Estimada esposa del Príncipe – Capítulo 68
Había 10 hornos de pastillas dispuestos frente a ella. Con una mirada, podía decir fácilmente que la calidad del horno de pastillas de color plateado era la mejor.
Los hornos colocados ante ella eran algo que normalmente ni siquiera miraba. Pero como en la actualidad solo estaba refinando píldoras de bajo nivel para la inmortalidad, solo tendría que hacerlo.
A medida que su fuerza crezca, en el futuro definitivamente regresará y comprará un nuevo horno de píldoras que atrae su atención.
“Baili Yuyan, quiero este horno de pastillas. ¿Puedes conseguirlo para mí? ”Preguntó Du Hanyue, señalando el horno de pastillas de plata.
Ella pensó que ese horno de pastillas por mucho tiempo, pero siempre era demasiado caro y el dinero en sus manos nunca era suficiente.
Pero como Baili Yuyan deseaba convenientemente pedir algo, ella naturalmente no dejaría pasar la oportunidad.
Al ver a Du Hanyue elegir el horno de pastillas más caro, el corazón de Baili Yuyan se volvió en secreto sombrío, lleno de odio y celos.
Ella miró cuidadosamente la etiqueta de precio debajo: ¡200,000 monedas de oro! El precio era suficiente para asustarla.
El padre sabía que tenía que complacer a Du Hanyue y especialmente le dio 100.000 monedas de oro. ¡Junto con los ahorros de su vida, no tenía más de 130,000 monedas de oro!
Ella había pensado que era suficiente, pero nunca había esperado que el apetito de Du Hanyue fuera tan grande, ¡queriendo 200,000 monedas de oro!
La cara de Baili Yuyan se volvió difícil, “Lady Du, 200,000 monedas de oro …”
¡200,000 monedas de oro, ella simplemente no puede sacar!
Al ver la expresión de Baili Yuyan, la cara de Du Hanyue se volvió irritada: “Si no quieres, entonces olvídalo”.
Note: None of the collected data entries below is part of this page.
//! Single-item clipboard with cascading paste.

use super::BoardStore;
use crate::elements::CanvasElement;
use crate::error::EngineResult;
use crate::events::ChangeEvent;
use crate::selection::{EntityKind, EntityRef};
use crate::widget::Widget;
use kurbo::Vec2;
use serde::{Deserialize, Serialize};
use serde_json::Value;

/// What the clipboard holds: one widget (with its module state) or one element.
#[derive(Debug, Clone, PartialEq, Serialize, Deserialize)]
#[serde(tag = "type", rename_all = "lowercase")]
pub enum ClipboardItem {
    Widget { widget: Widget, state: Option<Value> },
    Element { element: CanvasElement },
}

impl ClipboardItem {
    pub fn kind(&self) -> EntityKind {
        match self {
            ClipboardItem::Widget { .. } => EntityKind::Widget,
            ClipboardItem::Element { .. } => EntityKind::Element,
        }
    }
}

impl BoardStore {
    pub fn clipboard(&self) -> Option<&ClipboardItem> {
        self.clipboard.as_ref()
    }

    pub fn has_clipboard(&self) -> bool {
        self.clipboard.is_some()
    }

    pub fn clear_clipboard(&mut self) {
        self.clipboard = None;
        self.paste_count = 0;
    }

    /// Copy `entity`. Replaces whatever was held and restarts the paste cascade.
    pub fn copy(&mut self, entity: EntityRef) -> EngineResult<bool> {
        let board = self.board_ref()?;
        let item = match entity.kind {
            EntityKind::Widget => board.widget(entity.id).cloned().map(|widget| {
                let state = self.copy_module_state(&widget);
                ClipboardItem::Widget { widget, state }
            }),
            EntityKind::Element => board.element(entity.id).cloned().map(|mut element| {
                if let Some(line) = element.as_linear_mut() {
                    line.start_binding = None;
                    line.end_binding = None;
                }
                ClipboardItem::Element { element }
            }),
        };
        let Some(item) = item else {
            log::debug!("copy: unknown {:?} {}", entity.kind, entity.id);
            return Ok(false);
        };
        self.clipboard = Some(item);
        self.paste_count = 0;
        Ok(true)
    }

    /// Copy the first selected entity.
    pub fn copy_selection(&mut self) -> EngineResult<bool> {
        match self.selection.first() {
            Some(entity) => self.copy(entity),
            None => Ok(false),
        }
    }

    /// Copy then delete `entity` as one undoable action.
    pub fn cut(&mut self, entity: EntityRef) -> EngineResult<bool> {
        if !self.copy(entity)? {
            return Ok(false);
        }
        self.batch("Cut", |store| store.purge_entity(entity))
    }

    /// Insert a fresh copy of the clipboard item and select it.
    ///
    /// Each paste lands one further `duplicate_offset` step from the source,
    /// so repeated pastes cascade instead of stacking.
    pub fn paste(&mut self) -> EngineResult<Option<EntityRef>> {
        self.doc()?;
        let Some(item) = self.clipboard.clone() else {
            return Ok(None);
        };
        self.paste_count += 1;
        let step = self.config.duplicate_offset * f64::from(self.paste_count);
        let offset = Vec2::new(step, step);
        self.record("Paste")?;
        let pasted = match item {
            ClipboardItem::Widget { widget, state } => EntityRef::widget(self.insert_widget_copy(widget, offset, state)?),
            ClipboardItem::Element { mut element } => {
                element.regenerate_id();
                EntityRef::element(self.insert_element(element, offset)?)
            }
        };
        self.selection.set([pasted]);
        self.notify(ChangeEvent::SelectionChanged);
        log::debug!("Pasted {:?} {} (cascade {})", pasted.kind, pasted.id, self.paste_count);
        Ok(Some(pasted))
    }
}

#[cfg(test)]
mod tests {
    use super::*;
    use crate::geometry::Bounds;
    use crate::modules::{ModuleCatalog, ModuleSpec};
    use kurbo::{Point, Size};
    use serde_json::json;

    fn store() -> BoardStore {
        let catalog = ModuleCatalog::new().with(
            "notes",
            ModuleSpec::new("Notes", Size::new(200.0, 200.0), Size::new(100.0, 100.0))
                .with_default_state(json!({ "text": "" })),
        );
        let mut store = BoardStore::new(Default::default(), catalog);
        store.create_document("Clipboard");
        store
    }

    #[test]
    fn test_paste_cascades() {
        let mut store = store();
        let id = store.add_element(CanvasElement::rectangle(Bounds::new(0.0, 0.0, 40.0, 40.0))).unwrap();
        assert!(store.copy(EntityRef::element(id)).unwrap());
        let first = store.paste().unwrap().unwrap();
        let second = store.paste().unwrap().unwrap();
        let step = store.config().duplicate_offset;
        assert_eq!(store.entity_bounds(first).unwrap().origin(), Point::new(step, step));
        assert_eq!(store.entity_bounds(second).unwrap().origin(), Point::new(2.0 * step, 2.0 * step));
        assert_eq!(store.selection().single(), Some(second));
        assert_ne!(first.id, id);
    }

    #[test]
    fn test_cut_is_single_undo() {
        let mut store = store();
        let id = store.add_element(CanvasElement::ellipse(Bounds::new(0.0, 0.0, 40.0, 40.0))).unwrap();
        let entries = store.history().len();
        assert!(store.cut(EntityRef::element(id)).unwrap());
        assert!(store.elements().is_empty());
        assert_eq!(store.history().len(), entries + 1);
        store.undo().unwrap();
        assert_eq!(store.elements().len(), 1);
        assert!(store.has_clipboard());
    }

    #[test]
    fn test_widget_state_is_copied() {
        let mut store = store();
        let id = store.add_widget("notes", 0.0, 0.0).unwrap().unwrap();
        store.set_module_state(id, json!({ "text": "hello" }), std::time::Instant::now()).unwrap();
        store.copy(EntityRef::widget(id)).unwrap();
        store.set_module_state(id, json!({ "text": "changed" }), std::time::Instant::now()).unwrap();
        let pasted = store.paste().unwrap().unwrap();
        assert_eq!(store.module_state(pasted.id), Some(json!({ "text": "hello" })));
    }

    #[test]
    fn test_paste_empty_clipboard() {
        let mut store = store();
        assert_eq!(store.paste().unwrap(), None);
        store.copy(EntityRef::element(uuid::Uuid::new_v4())).unwrap();
        assert!(!store.has_clipboard());
    }
}
//! Connections between widgets and elements.

use super::BoardStore;
use crate::connection::{Connection, ConnectionId, ConnectionStyle};
use crate::error::EngineResult;
use crate::events::ChangeEvent;
use crate::selection::{EntityKind, EntityRef};
use uuid::Uuid;

impl BoardStore {
    pub fn connections(&self) -> &[Connection] {
        self.board().map_or(&[], |b| b.connections.as_slice())
    }

    pub fn connection(&self, id: ConnectionId) -> Option<&Connection> {
        self.connections().iter().find(|c| c.id == id)
    }

    /// Connections with `entity_id` at either end.
    pub fn connections_for(&self, entity_id: Uuid) -> Vec<&Connection> {
        self.connections().iter().filter(|c| c.involves(entity_id)).collect()
    }

    /// Connect two existing entities.
    ///
    /// Rejects self-connections and pairs that are already connected in
    /// either direction.
    pub fn add_connection(
        &mut self,
        source_id: Uuid,
        source_type: EntityKind,
        target_id: Uuid,
        target_type: EntityKind,
    ) -> EngineResult<Option<ConnectionId>> {
        let board = self.board_ref()?;
        let source = EntityRef::new(source_type, source_id);
        let target = EntityRef::new(target_type, target_id);
        if source_id == target_id {
            log::debug!("add_connection: refusing self-connection on {source_id}");
            return Ok(None);
        }
        if !board.contains(source) || !board.contains(target) {
            log::debug!("add_connection: unknown endpoint");
            return Ok(None);
        }
        if board.connections.iter().any(|c| c.joins(source_id, target_id)) {
            log::debug!("add_connection: {source_id} and {target_id} are already connected");
            return Ok(None);
        }
        self.record("Connect")?;
        let connection = Connection::new(source, target);
        let id = connection.id;
        self.board_mut()?.connections.push(connection);
        self.touch();
        self.notify(ChangeEvent::ConnectionsChanged);
        Ok(Some(id))
    }

    pub fn remove_connection(&mut self, id: ConnectionId) -> EngineResult<bool> {
        if !self.board_ref()?.connections.iter().any(|c| c.id == id) {
            return Ok(false);
        }
        self.record("Disconnect")?;
        self.board_mut()?.connections.retain(|c| c.id != id);
        self.touch();
        self.notify(ChangeEvent::ConnectionsChanged);
        Ok(true)
    }

    pub fn set_connection_label(&mut self, id: ConnectionId, label: Option<String>) -> EngineResult<bool> {
        self.edit_connection(id, "Label connection", |c| c.label = label.filter(|l| !l.is_empty()))
    }

    pub fn set_connection_style(&mut self, id: ConnectionId, style: Option<ConnectionStyle>) -> EngineResult<bool> {
        self.edit_connection(id, "Style connection", |c| c.style = style)
    }

    fn edit_connection(
        &mut self,
        id: ConnectionId,
        label: &str,
        edit: impl FnOnce(&mut Connection),
    ) -> EngineResult<bool> {
        if !self.board_ref()?.connections.iter().any(|c| c.id == id) {
            return Ok(false);
        }
        self.record(label)?;
        if let Some(connection) = self.board_mut()?.connections.iter_mut().find(|c| c.id == id) {
            edit(connection);
        }
        self.touch();
        self.notify(ChangeEvent::ConnectionsChanged);
        Ok(true)
    }
}

#[cfg(test)]
mod tests {
    use super::*;
    use crate::elements::CanvasElement;
    use crate::geometry::Bounds;

    fn setup() -> (BoardStore, Uuid, Uuid) {
        let mut store = BoardStore::with_defaults();
        store.create_document("Connections");
        let a = store.add_element(CanvasElement::rectangle(Bounds::new(0.0, 0.0, 10.0, 10.0))).unwrap();
        let b = store.add_element(CanvasElement::ellipse(Bounds::new(50.0, 0.0, 10.0, 10.0))).unwrap();
        (store, a, b)
    }

    #[test]
    fn test_rejects_self_and_duplicates() {
        let (mut store, a, b) = setup();
        let el = EntityKind::Element;
        assert_eq!(store.add_connection(a, el, a, el).unwrap(), None);
        assert!(store.add_connection(a, el, b, el).unwrap().is_some());
        assert_eq!(store.add_connection(a, el, b, el).unwrap(), None);
        assert_eq!(store.add_connection(b, el, a, el).unwrap(), None);
        assert_eq!(store.connections().len(), 1);
    }

    #[test]
    fn test_rejects_wrong_kind() {
        let (mut store, a, b) = setup();
        assert_eq!(store.add_connection(a, EntityKind::Widget, b, EntityKind::Element).unwrap(), None);
    }

    #[test]
    fn test_deleting_endpoint_removes_connection() {
        let (mut store, a, b) = setup();
        let el = EntityKind::Element;
        store.add_connection(a, el, b, el).unwrap();
        store.remove_element(b).unwrap();
        assert!(store.connections().is_empty());
        assert!(store.connections_for(a).is_empty());
    }

    #[test]
    fn test_label_and_remove() {
        let (mut store, a, b) = setup();
        let el = EntityKind::Element;
        let id = store.add_connection(a, el, b, el).unwrap().unwrap();
        assert!(store.set_connection_label(id, Some("feeds".into())).unwrap());
        assert_eq!(store.connection(id).unwrap().label.as_deref(), Some("feeds"));
        assert!(store.remove_connection(id).unwrap());
        assert!(!store.remove_connection(id).unwrap());
    }
}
“Lady Du, no es que no esté dispuesta”, dijo Baili Yuyan a toda prisa, “Pero 200.000 monedas es demasiado. No tengo tantas monedas de oro, ¿podría haber algo más que quieras?
Ella había convencido a Du Hanyue de venir aquí con gran dificultad. Mientras lograra complacerla, entonces su maestra Yun Qingfeng podría refinar a ella y a su hermano con algunas píldoras de inmortalidad.
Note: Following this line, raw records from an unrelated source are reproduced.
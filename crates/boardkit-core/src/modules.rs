//! Collaborator interfaces: module lookup and deletion cleanup.
//!
//! Widgets are owned by pluggable modules that live outside the engine. The
//! engine only needs their sizing rules and a way to (de)serialize their
//! state, plus a hook to tell other subsystems that an entity went away.

use kurbo::Size;
use serde_json::Value;
use std::collections::HashMap;
use uuid::Uuid;

/// What the engine needs to know about one module.
pub trait ModuleDefinition {
    fn display_name(&self) -> &str;

    /// Size of a freshly placed widget.
    fn default_size(&self) -> Size;

    /// Smallest size a widget of this module may be resized to.
    fn min_size(&self) -> Size;

    /// State of a freshly placed widget.
    fn default_state(&self) -> Value;

    /// Turn live state into its stored form.
    fn serialize(&self, state: &Value) -> Value {
        state.clone()
    }

    /// Turn stored data back into live state.
    fn deserialize(&self, data: &Value) -> Value {
        data.clone()
    }
}

/// Module lookup by id. Documents may reference modules that are not
/// installed, so a miss is an ordinary outcome.
pub trait ModuleRegistry {
    fn get(&self, module_id: &str) -> Option<&dyn ModuleDefinition>;
}

/// Hook invoked before a widget or element is removed.
pub trait CleanupHook {
    fn cleanup(&mut self, entity_id: Uuid);
}

impl<F: FnMut(Uuid)> CleanupHook for F {
    fn cleanup(&mut self, entity_id: Uuid) {
        self(entity_id)
    }
}

/// A module described entirely by data.
#[derive(Debug, Clone, PartialEq)]
pub struct ModuleSpec {
    pub display_name: String,
    pub default_size: Size,
    pub min_size: Size,
    pub default_state: Value,
}

impl ModuleSpec {
    pub fn new(display_name: impl Into<String>, default_size: Size, min_size: Size) -> Self {
        Self { display_name: display_name.into(), default_size, min_size, default_state: Value::Null }
    }

    pub fn with_default_state(mut self, state: Value) -> Self {
        self.default_state = state;
        self
    }
}

impl ModuleDefinition for ModuleSpec {
    fn display_name(&self) -> &str {
        &self.display_name
    }

    fn default_size(&self) -> Size {
        self.default_size
    }

    fn min_size(&self) -> Size {
        self.min_size
    }

    fn default_state(&self) -> Value {
        self.default_state.clone()
    }
}

/// In-memory module registry.
#[derive(Default)]
pub struct ModuleCatalog {
    modules: HashMap<String, Box<dyn ModuleDefinition>>,
}

impl ModuleCatalog {
    pub fn new() -> Self {
        Self::default()
    }

    /// Register a module, replacing any previous one with the same id.
    pub fn register(&mut self, module_id: impl Into<String>, module: impl ModuleDefinition + 'static) {
        self.modules.insert(module_id.into(), Box::new(module));
    }

    pub fn with(mut self, module_id: impl Into<String>, module: impl ModuleDefinition + 'static) -> Self {
        self.register(module_id, module);
        self
    }

    pub fn len(&self) -> usize {
        self.modules.len()
    }

    pub fn is_empty(&self) -> bool {
        self.modules.is_empty()
    }
}

impl ModuleRegistry for ModuleCatalog {
    fn get(&self, module_id: &str) -> Option<&dyn ModuleDefinition> {
        self.modules.get(module_id).map(|m| m.as_ref())
    }
}

#[cfg(test)]
mod tests {
    use super::*;
    use serde_json::json;

    #[test]
    fn test_catalog_lookup() {
        let catalog = ModuleCatalog::new().with(
            "todo",
            ModuleSpec::new("Todo", Size::new(280.0, 320.0), Size::new(200.0, 150.0))
                .with_default_state(json!({ "items": [] })),
        );
        let module = catalog.get("todo").unwrap();
        assert_eq!(module.display_name(), "Todo");
        assert_eq!(module.default_state(), json!({ "items": [] }));
        assert_eq!(module.serialize(&json!(3)), json!(3));
        assert!(catalog.get("kanban").is_none());
    }

    #[test]
    fn test_closure_cleanup_hook() {
        let mut seen = Vec::new();
        {
            let mut hook = |id: Uuid| seen.push(id);
            let id = Uuid::new_v4();
            CleanupHook::cleanup(&mut hook, id);
        }
        assert_eq!(seen.len(), 1);
    }
}
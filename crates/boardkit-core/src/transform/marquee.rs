//! Rubber-band selection.

use crate::error::EngineResult;
use crate::geometry::Bounds;
use crate::store::BoardStore;
use kurbo::Point;

#[derive(Debug, Clone, Copy)]
pub(crate) struct MarqueeState {
    /// Canvas space.
    pub start: Point,
    pub current: Point,
    pub additive: bool,
}

impl MarqueeState {
    pub fn new(start: Point, additive: bool) -> Self {
        Self { start, current: start, additive }
    }

    pub fn rect(&self) -> Bounds {
        Bounds::from_corners(self.start, self.current)
    }

    pub fn has_area(&self) -> bool {
        let rect = self.rect();
        rect.width > 0.0 || rect.height > 0.0
    }

    /// Select whatever the rect touches. Returns whether the marquee had any
    /// extent, in which case the click that follows must be swallowed.
    pub fn commit(self, store: &mut BoardStore) -> EngineResult<bool> {
        if !self.has_area() {
            return Ok(false);
        }
        let hits = store.entities_in_rect(self.rect());
        if self.additive {
            for hit in hits {
                store.add_to_selection(hit)?;
            }
        } else {
            store.set_selection(&hits)?;
        }
        Ok(true)
    }
}

#[cfg(test)]
mod tests {
    use super::*;
    use crate::elements::CanvasElement;
    use crate::selection::EntityRef;

    #[test]
    fn test_touching_edge_is_selected() {
        let mut store = BoardStore::with_defaults();
        store.create_document("Marquee");
        let id = store.add_element(CanvasElement::rectangle(Bounds::new(100.0, 0.0, 50.0, 50.0))).unwrap();
        store.clear_selection();
        let mut marquee = MarqueeState::new(Point::new(0.0, 0.0), false);
        marquee.current = Point::new(100.0, 50.0);
        assert!(marquee.commit(&mut store).unwrap());
        assert!(store.is_selected(EntityRef::element(id)));
    }

    #[test]
    fn test_zero_area_selects_nothing() {
        let mut store = BoardStore::with_defaults();
        store.create_document("Marquee");
        store.add_element(CanvasElement::rectangle(Bounds::new(0.0, 0.0, 50.0, 50.0))).unwrap();
        store.clear_selection();
        let marquee = MarqueeState::new(Point::new(10.0, 10.0), false);
        assert!(!marquee.commit(&mut store).unwrap());
        assert!(store.selection().is_empty());
    }
}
Baili Yuyan no tenía otra opción que hacer esto. Aunque Heavenly Jewel Palace sí vendió pastillas de inmortalidad, ¡han sido arrebatadas, todo en preparación para el banquete de caza real!
Si no fuera porque los maestros de pastillas de la Ciudad Imperial son tan raros, y los maestros de pastillas hábiles son aún más raros, entonces no estaría haciendo todo lo posible por complacer a Du Hanyue.
“¡Solo me interesa este, no quiero ningún otro!”. La voz de Du Hanyue era un poco fría. “Ni siquiera puedes permitirte comprarme esto, pero aún así quiero pedir la ayuda de mi maestro”.
Al escuchar esto, Baili Yuyan se puso ansioso, “Lady Du, solo espera un poco. Pensaré en alguna forma de comprar el horno, ¿está bien?
Du Hanyue asintió, satisfecho, “Entonces estaré esperando”.
Al ver a Baili Yuyan y Du Hanyue, un toque de ridículo apareció en los ojos de Baili Hongzhaung. Ella nunca esperó que un día viera a Baili Yuyan actuar de manera servil.
“Señorita, ¿cuánto podría gastar en el horno de pastillas?”, Preguntó la camarera cortésmente.
A pesar de que no conocía la identidad de esta chica, solo con mirar su ropa y su comportamiento, podía decir que no era nadie normal y actuaba aún más humildemente.
Baili Yuyan solo estaba pensando en cómo obtener rápidamente 70,000 monedas de oro cuando escuchó lo que la camarera le dijo a Baili Hongzhaung, y no pudo evitar reírse.
“Jaja, te escuché bien? ¿Querías comprar un horno de pastillas?
“¿Qué pasa si compro un horno de pastillas?”
“No eres un maestro de la píldora, ¿qué quieres hacer con eso, usarlo como una estufa y asar la cena en él?”
Baili Yuyan se rió. Al principio, Du Hanyue la hizo bastante infeliz, pero al ver a Baili Hongzhaung actuar con tanta confianza, su estado de ánimo se volvió fantástico.
Pero Baili Hongzhaung solo la miró fríamente, como si estuviera mirando a un idiota.